Gourmandises en nylon

Je vois souvent dans les blogs féminins des dames qui nous parlent de cuisine. C’est très bien, j’y suis très sensible. Une manière de me charmer ne consiste pas seulement à porter des bas, mais aussi de partager un art en perdition, celui d’un bon repas. J’ai un peu mélangé les deux genres faits de souvenirs, l’un comme l’autre peuvent me faire planer.

Nous les gourmands, nous savons que l’heure de passer à table approche, bien avant que les aiguilles de la pendule ne déclenchent le carillon annonçant midi, son cortège de fourchettes et de couteaux. Mais en attendant le moment fatidique, il n’est pas interdit de rêvasser.

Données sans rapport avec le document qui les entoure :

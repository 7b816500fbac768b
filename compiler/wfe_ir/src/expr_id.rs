//! Flat indices into an expression tree.
//!
//! Nodes never hold `Box`ed children or pointers to their parent. Both
//! directions are `u32` indices into the tree's contiguous storage:
//! - [`ExprId`] for nodes (children and the parent back-link)
//! - [`ExprRange`] for function call argument lists
//! - [`TokenId`] for the tokens of own-token nodes

use std::fmt;
use std::hash::{Hash, Hasher};

/// Index of a node in its tree.
///
/// Children are always allocated before their parent, so a child's id is
/// strictly smaller than its parent's.
#[derive(Copy, Clone, Eq, PartialEq, Ord, PartialOrd)]
#[cfg_attr(feature = "cache", derive(serde::Serialize, serde::Deserialize))]
#[repr(transparent)]
pub struct ExprId(u32);

impl ExprId {
    /// Sentinel for "no node", used for the root's parent slot.
    pub const INVALID: ExprId = ExprId(u32::MAX);

    #[inline]
    pub const fn new(index: u32) -> Self {
        ExprId(index)
    }

    /// Index into the tree's node storage.
    #[inline]
    pub const fn index(self) -> usize {
        self.0 as usize
    }

    #[inline]
    pub const fn raw(self) -> u32 {
        self.0
    }

    #[inline]
    pub const fn is_valid(self) -> bool {
        self.0 != u32::MAX
    }

    /// `None` for the sentinel.
    #[inline]
    pub const fn to_option(self) -> Option<ExprId> {
        if self.is_valid() {
            Some(self)
        } else {
            None
        }
    }
}

impl Hash for ExprId {
    #[inline]
    fn hash<H: Hasher>(&self, state: &mut H) {
        self.0.hash(state);
    }
}

impl fmt::Debug for ExprId {
    fn fmt(&self, f: &mut fmt::Formatter<'_>) -> fmt::Result {
        if self.is_valid() {
            write!(f, "ExprId({})", self.0)
        } else {
            write!(f, "ExprId::INVALID")
        }
    }
}

impl fmt::Display for ExprId {
    fn fmt(&self, f: &mut fmt::Formatter<'_>) -> fmt::Result {
        write!(f, "#{}", self.0)
    }
}

impl Default for ExprId {
    fn default() -> Self {
        Self::INVALID
    }
}

/// Range of node ids in the tree's flattened argument lists.
///
/// (start: u32, len: u16), padded to 8 bytes.
#[derive(Copy, Clone, Eq, PartialEq, Hash)]
#[cfg_attr(feature = "cache", derive(serde::Serialize, serde::Deserialize))]
#[repr(C)]
pub struct ExprRange {
    pub start: u32,
    pub len: u16,
}

impl ExprRange {
    #[inline]
    pub const fn new(start: u32, len: u16) -> Self {
        ExprRange { start, len }
    }

    #[inline]
    pub const fn is_empty(&self) -> bool {
        self.len == 0
    }

    #[inline]
    pub const fn len(&self) -> usize {
        self.len as usize
    }
}

impl fmt::Debug for ExprRange {
    fn fmt(&self, f: &mut fmt::Formatter<'_>) -> fmt::Result {
        write!(
            f,
            "ExprRange({}..{})",
            self.start,
            self.start + u32::from(self.len)
        )
    }
}

/// Index of a token in its tree's token storage.
#[derive(Copy, Clone, Eq, PartialEq, Hash)]
#[cfg_attr(feature = "cache", derive(serde::Serialize, serde::Deserialize))]
#[repr(transparent)]
pub struct TokenId(u32);

impl TokenId {
    #[inline]
    pub const fn new(index: u32) -> Self {
        TokenId(index)
    }

    #[inline]
    pub const fn index(self) -> usize {
        self.0 as usize
    }
}

impl fmt::Debug for TokenId {
    fn fmt(&self, f: &mut fmt::Formatter<'_>) -> fmt::Result {
        write!(f, "TokenId({})", self.0)
    }
}

#[cfg(target_pointer_width = "64")]
mod size_asserts {
    use super::{ExprId, ExprRange, TokenId};
    crate::static_assert_size!(ExprId, 4);
    crate::static_assert_size!(ExprRange, 8);
    crate::static_assert_size!(TokenId, 4);
}

#[cfg(test)]
mod tests;
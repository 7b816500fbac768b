//! Read-only node handles.
//!
//! [`NodeRef`] pairs a tree with a node id and is the only way analyzers see
//! a node: its token, its parent, its children, and typed views of each
//! variant's fields. It is `Copy` and borrows the tree, so handles can be
//! stored freely in visitor state for as long as the tree lives.

use std::fmt;
use std::iter::FusedIterator;

use crate::ast::{CompareOpKind, Expr, ExprKind, LogicalOpKind, TokenSource};
use crate::{ExprId, ExprTree, Position, Span, Spanned, Token};

/// Handle to one node of an [`ExprTree`].
#[derive(Copy, Clone)]
pub struct NodeRef<'t> {
    tree: &'t ExprTree,
    id: ExprId,
}

impl<'t> NodeRef<'t> {
    #[inline]
    pub(crate) fn new(tree: &'t ExprTree, id: ExprId) -> Self {
        NodeRef { tree, id }
    }

    #[inline]
    pub fn id(self) -> ExprId {
        self.id
    }

    #[inline]
    pub fn tree(self) -> &'t ExprTree {
        self.tree
    }

    #[inline]
    pub fn expr(self) -> &'t Expr {
        self.tree.get_expr(self.id)
    }

    #[inline]
    pub fn kind(self) -> &'t ExprKind {
        &self.expr().kind
    }

    /// First token of the node, for positions.
    ///
    /// Nodes without a token of their own report the token of their
    /// receiver, operand or left operand, recursively. Each hop moves to a
    /// strictly smaller id, so the loop ends at an own-token node.
    pub fn token(self) -> &'t Token {
        let mut id = self.id;
        loop {
            match self.tree.get_expr(id).kind.token_source() {
                TokenSource::Own(token) => return self.tree.get_token(token),
                TokenSource::Child(child) => {
                    debug_assert!(child < id, "token delegation must move to a child");
                    id = child;
                }
            }
        }
    }

    /// Line and column of [`token`](Self::token).
    #[inline]
    pub fn position(self) -> Position {
        self.token().pos
    }

    /// Enclosing node, `None` for the root.
    #[inline]
    pub fn parent(self) -> Option<NodeRef<'t>> {
        self.expr().parent().map(|id| NodeRef::new(self.tree, id))
    }

    #[inline]
    pub fn is_root(self) -> bool {
        self.expr().parent().is_none()
    }

    /// Direct children, in traversal order.
    #[inline]
    pub fn children(self) -> Children<'t> {
        Children::new(self)
    }

    /// Enclosing nodes from the parent up to the root.
    #[inline]
    pub fn ancestors(self) -> Ancestors<'t> {
        Ancestors {
            tree: self.tree,
            next: self.expr().parent(),
        }
    }

    /// Number of nodes in the subtree rooted here, including this node.
    pub fn subtree_size(self) -> usize {
        wfe_stack::ensure_sufficient_stack(|| {
            1 + self.children().map(NodeRef::subtree_size).sum::<usize>()
        })
    }

    // ===== Typed views =====

    /// Variable name.
    pub fn as_variable(self) -> Option<&'t str> {
        match *self.kind() {
            ExprKind::Variable { name, .. } => Some(self.tree.name(name)),
            _ => None,
        }
    }

    pub fn is_null(self) -> bool {
        matches!(self.kind(), ExprKind::Null { .. })
    }

    pub fn as_bool(self) -> Option<bool> {
        match *self.kind() {
            ExprKind::Bool { value, .. } => Some(value),
            _ => None,
        }
    }

    pub fn as_int(self) -> Option<i64> {
        match *self.kind() {
            ExprKind::Int { value, .. } => Some(value),
            _ => None,
        }
    }

    pub fn as_float(self) -> Option<f64> {
        self.kind().float_value()
    }

    /// String literal value, unquoted and unescaped.
    pub fn as_string(self) -> Option<&'t str> {
        match *self.kind() {
            ExprKind::String { value, .. } => Some(self.tree.name(value)),
            _ => None,
        }
    }

    pub fn as_object_deref(self) -> Option<ObjectDerefRef<'t>> {
        match *self.kind() {
            ExprKind::ObjectDeref { receiver, property } => Some(ObjectDerefRef {
                node: self,
                receiver,
                property: self.tree.name(property),
            }),
            _ => None,
        }
    }

    pub fn as_array_deref(self) -> Option<ArrayDerefRef<'t>> {
        match *self.kind() {
            ExprKind::ArrayDeref { receiver } => Some(ArrayDerefRef {
                node: self,
                receiver,
            }),
            _ => None,
        }
    }

    pub fn as_index_access(self) -> Option<IndexAccessRef<'t>> {
        match *self.kind() {
            ExprKind::IndexAccess { operand, index } => Some(IndexAccessRef {
                node: self,
                operand,
                index,
            }),
            _ => None,
        }
    }

    pub fn as_not_op(self) -> Option<NotOpRef<'t>> {
        match *self.kind() {
            ExprKind::NotOp { operand, .. } => Some(NotOpRef {
                node: self,
                operand,
            }),
            _ => None,
        }
    }

    pub fn as_compare_op(self) -> Option<CompareOpRef<'t>> {
        match *self.kind() {
            ExprKind::CompareOp { kind, left, right } => Some(CompareOpRef {
                node: self,
                kind,
                left,
                right,
            }),
            _ => None,
        }
    }

    pub fn as_logical_op(self) -> Option<LogicalOpRef<'t>> {
        match *self.kind() {
            ExprKind::LogicalOp { kind, left, right } => Some(LogicalOpRef {
                node: self,
                kind,
                left,
                right,
            }),
            _ => None,
        }
    }

    pub fn as_func_call(self) -> Option<FuncCallRef<'t>> {
        match *self.kind() {
            ExprKind::FuncCall { callee, args, .. } => Some(FuncCallRef {
                node: self,
                callee: self.tree.name(callee),
                args: self.tree.get_expr_list(args),
            }),
            _ => None,
        }
    }
}

impl PartialEq for NodeRef<'_> {
    fn eq(&self, other: &Self) -> bool {
        self.id == other.id && std::ptr::eq(self.tree, other.tree)
    }
}

impl Eq for NodeRef<'_> {}

impl fmt::Debug for NodeRef<'_> {
    fn fmt(&self, f: &mut fmt::Formatter<'_>) -> fmt::Result {
        write!(f, "{:?} {} @ {}", self.id, self.kind().description(), self.position())
    }
}

impl Spanned for NodeRef<'_> {
    fn span(&self) -> Span {
        self.token().span
    }
}

// ===== Typed views =====

/// `receiver.property`
#[derive(Copy, Clone, Debug)]
pub struct ObjectDerefRef<'t> {
    node: NodeRef<'t>,
    receiver: ExprId,
    property: &'t str,
}

impl<'t> ObjectDerefRef<'t> {
    pub fn node(self) -> NodeRef<'t> {
        self.node
    }

    pub fn receiver(self) -> NodeRef<'t> {
        NodeRef::new(self.node.tree, self.receiver)
    }

    pub fn property(self) -> &'t str {
        self.property
    }
}

/// `receiver.*`
#[derive(Copy, Clone, Debug)]
pub struct ArrayDerefRef<'t> {
    node: NodeRef<'t>,
    receiver: ExprId,
}

impl<'t> ArrayDerefRef<'t> {
    pub fn node(self) -> NodeRef<'t> {
        self.node
    }

    pub fn receiver(self) -> NodeRef<'t> {
        NodeRef::new(self.node.tree, self.receiver)
    }
}

/// `operand[index]`
#[derive(Copy, Clone, Debug)]
pub struct IndexAccessRef<'t> {
    node: NodeRef<'t>,
    operand: ExprId,
    index: ExprId,
}

impl<'t> IndexAccessRef<'t> {
    pub fn node(self) -> NodeRef<'t> {
        self.node
    }

    pub fn operand(self) -> NodeRef<'t> {
        NodeRef::new(self.node.tree, self.operand)
    }

    pub fn index(self) -> NodeRef<'t> {
        NodeRef::new(self.node.tree, self.index)
    }
}

/// `!operand`
#[derive(Copy, Clone, Debug)]
pub struct NotOpRef<'t> {
    node: NodeRef<'t>,
    operand: ExprId,
}

impl<'t> NotOpRef<'t> {
    pub fn node(self) -> NodeRef<'t> {
        self.node
    }

    pub fn operand(self) -> NodeRef<'t> {
        NodeRef::new(self.node.tree, self.operand)
    }
}

/// `left <op> right`
#[derive(Copy, Clone, Debug)]
pub struct CompareOpRef<'t> {
    node: NodeRef<'t>,
    kind: CompareOpKind,
    left: ExprId,
    right: ExprId,
}

impl<'t> CompareOpRef<'t> {
    pub fn node(self) -> NodeRef<'t> {
        self.node
    }

    pub fn kind(self) -> CompareOpKind {
        self.kind
    }

    pub fn left(self) -> NodeRef<'t> {
        NodeRef::new(self.node.tree, self.left)
    }

    pub fn right(self) -> NodeRef<'t> {
        NodeRef::new(self.node.tree, self.right)
    }
}

/// `left && right`, `left || right`
#[derive(Copy, Clone, Debug)]
pub struct LogicalOpRef<'t> {
    node: NodeRef<'t>,
    kind: LogicalOpKind,
    left: ExprId,
    right: ExprId,
}

impl<'t> LogicalOpRef<'t> {
    pub fn node(self) -> NodeRef<'t> {
        self.node
    }

    pub fn kind(self) -> LogicalOpKind {
        self.kind
    }

    pub fn left(self) -> NodeRef<'t> {
        NodeRef::new(self.node.tree, self.left)
    }

    pub fn right(self) -> NodeRef<'t> {
        NodeRef::new(self.node.tree, self.right)
    }
}

/// `callee(args...)`
#[derive(Copy, Clone, Debug)]
pub struct FuncCallRef<'t> {
    node: NodeRef<'t>,
    callee: &'t str,
    args: &'t [ExprId],
}

impl<'t> FuncCallRef<'t> {
    pub fn node(self) -> NodeRef<'t> {
        self.node
    }

    /// Function name as written; builtin lookup is case-insensitive.
    pub fn callee(self) -> &'t str {
        self.callee
    }

    pub fn arg_count(self) -> usize {
        self.args.len()
    }

    /// Argument `i`, `None` past the end.
    pub fn arg(self, i: usize) -> Option<NodeRef<'t>> {
        self.args.get(i).map(|&id| NodeRef::new(self.node.tree, id))
    }

    pub fn args(self) -> impl ExactSizeIterator<Item = NodeRef<'t>> + 't {
        let tree = self.node.tree;
        self.args.iter().map(move |&id| NodeRef::new(tree, id))
    }
}

// ===== Iterators =====

/// Children of a node in traversal order. See [`NodeRef::children`].
#[derive(Clone)]
pub struct Children<'t> {
    tree: &'t ExprTree,
    fixed: [ExprId; 2],
    fixed_len: usize,
    pos: usize,
    list: std::slice::Iter<'t, ExprId>,
}

impl<'t> Children<'t> {
    fn new(node: NodeRef<'t>) -> Self {
        let tree = node.tree;
        let (fixed, fixed_len, list): ([ExprId; 2], usize, &'t [ExprId]) = match *node.kind() {
            ExprKind::Variable { .. }
            | ExprKind::Null { .. }
            | ExprKind::Bool { .. }
            | ExprKind::Int { .. }
            | ExprKind::Float { .. }
            | ExprKind::String { .. } => ([ExprId::INVALID; 2], 0, &[]),
            ExprKind::ObjectDeref { receiver, .. } | ExprKind::ArrayDeref { receiver } => {
                ([receiver, ExprId::INVALID], 1, &[])
            }
            // Index before operand: untrusted-input checks classify the index
            // before they decide whether the whole access is flagged.
            ExprKind::IndexAccess { operand, index } => ([index, operand], 2, &[]),
            ExprKind::NotOp { operand, .. } => ([operand, ExprId::INVALID], 1, &[]),
            ExprKind::CompareOp { left, right, .. } | ExprKind::LogicalOp { left, right, .. } => {
                ([left, right], 2, &[])
            }
            ExprKind::FuncCall { args, .. } => ([ExprId::INVALID; 2], 0, tree.get_expr_list(args)),
        };
        Children {
            tree,
            fixed,
            fixed_len,
            pos: 0,
            list: list.iter(),
        }
    }
}

impl<'t> Iterator for Children<'t> {
    type Item = NodeRef<'t>;

    fn next(&mut self) -> Option<Self::Item> {
        let id = if self.pos < self.fixed_len {
            self.pos += 1;
            self.fixed[self.pos - 1]
        } else {
            *self.list.next()?
        };
        Some(NodeRef::new(self.tree, id))
    }

    fn size_hint(&self) -> (usize, Option<usize>) {
        let len = self.fixed_len - self.pos + self.list.len();
        (len, Some(len))
    }
}

impl ExactSizeIterator for Children<'_> {}

impl FusedIterator for Children<'_> {}

/// Upward walk from a node's parent to the root. See [`NodeRef::ancestors`].
#[derive(Clone)]
pub struct Ancestors<'t> {
    tree: &'t ExprTree,
    next: Option<ExprId>,
}

impl<'t> Iterator for Ancestors<'t> {
    type Item = NodeRef<'t>;

    fn next(&mut self) -> Option<Self::Item> {
        let id = self.next?;
        let next = self.tree.get_expr(id).parent();
        debug_assert!(
            next.is_none_or(|parent| parent > id),
            "parent links must move to larger ids"
        );
        self.next = next;
        Some(NodeRef::new(self.tree, id))
    }
}

impl FusedIterator for Ancestors<'_> {}
//! Stack growth for recursive tree walks.
//!
//! Expression trees are walked recursively, one native frame per nesting
//! level. Workflow files can embed arbitrarily nested expressions such as
//! `!!!!!!...x` or `f(f(f(...)))`, so every recursive step goes through
//! [`ensure_sufficient_stack`], which grows the stack on demand instead of
//! overflowing it.
//!
//! # Platform Support
//!
//! - **Native targets**: `stacker::maybe_grow` allocates a new stack segment
//!   when the remaining space drops below the red zone.
//! - **WASM targets**: plain call; the runtime manages its own stack.

/// Remaining stack below which a new segment is allocated (100KB).
const RED_ZONE: usize = 100 * 1024;

/// Size of each newly allocated stack segment (1MB).
const STACK_PER_RECURSION: usize = 1024 * 1024;

/// Run `f`, growing the stack first if less than the red zone remains.
///
/// ```text
/// fn depth(node: NodeRef<'_>) -> usize {
///     ensure_sufficient_stack(|| {
///         1 + node.children().map(depth).max().unwrap_or(0)
///     })
/// }
/// ```
#[inline]
#[cfg(not(target_arch = "wasm32"))]
pub fn ensure_sufficient_stack<R>(f: impl FnOnce() -> R) -> R {
    stacker::maybe_grow(RED_ZONE, STACK_PER_RECURSION, f)
}

/// WASM version, calls `f` directly.
#[inline]
#[cfg(target_arch = "wasm32")]
pub fn ensure_sufficient_stack<R>(f: impl FnOnce() -> R) -> R {
    f()
}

De la cuisine sortaient les senteurs qui s’étalaient en volutes invisibles dans tout l’appartement. Moi encore endormi, mon subconscient prenait le relais pour parfumer un rêve où je devais me trouver dans un paradis aussi lointain qu’improbable. Ramené à des nécessités plus terrestres, mon estomac chassait les derniers limbes de la nuit dans un brouillard diffus. J’ai faim! Ce cri aussi silencieux qu’arraché à la réalité me laissait augurer d’un délectable repas dominical.

Mais le sommeil m’enveloppe à nouveau de ses effluves, les odeurs s’estompent et me voilà reparti dans un monde qui enclenche la machine à rêver. Ah oui, je suis à l’école, c’est la leçon de chant. Une leçon où rien ne ressemble aux autres cours. Pas de pupitres, pas de salle de classe aux murs parcourus mille fois par les égarements de la pensée. Une grande chambre avec des chaises en fer à cheval. En face de moi, il y a la fille aux bas nylons. Elle croise les jambes, me dévoilant une jarretelle blanche sous l’ombre de sa jupe. Son regard croise le mien quand je remonte mes yeux. Une fois, deux fois, trois fois, ses jambes gardent la même position, Joue-t-elle un jeu ou est-elle ignorante du spectacle qu’elle m’offre? Je l’ignore et le jeu continue, moi indifférent à la leçon et si je chante, c’est sûrement en sourdine.
Mais petit à petit, le mélodie s’éloigne, chassée par mes yeux qui s’ouvrent. Mais que se passe-t-il dans le monde réel?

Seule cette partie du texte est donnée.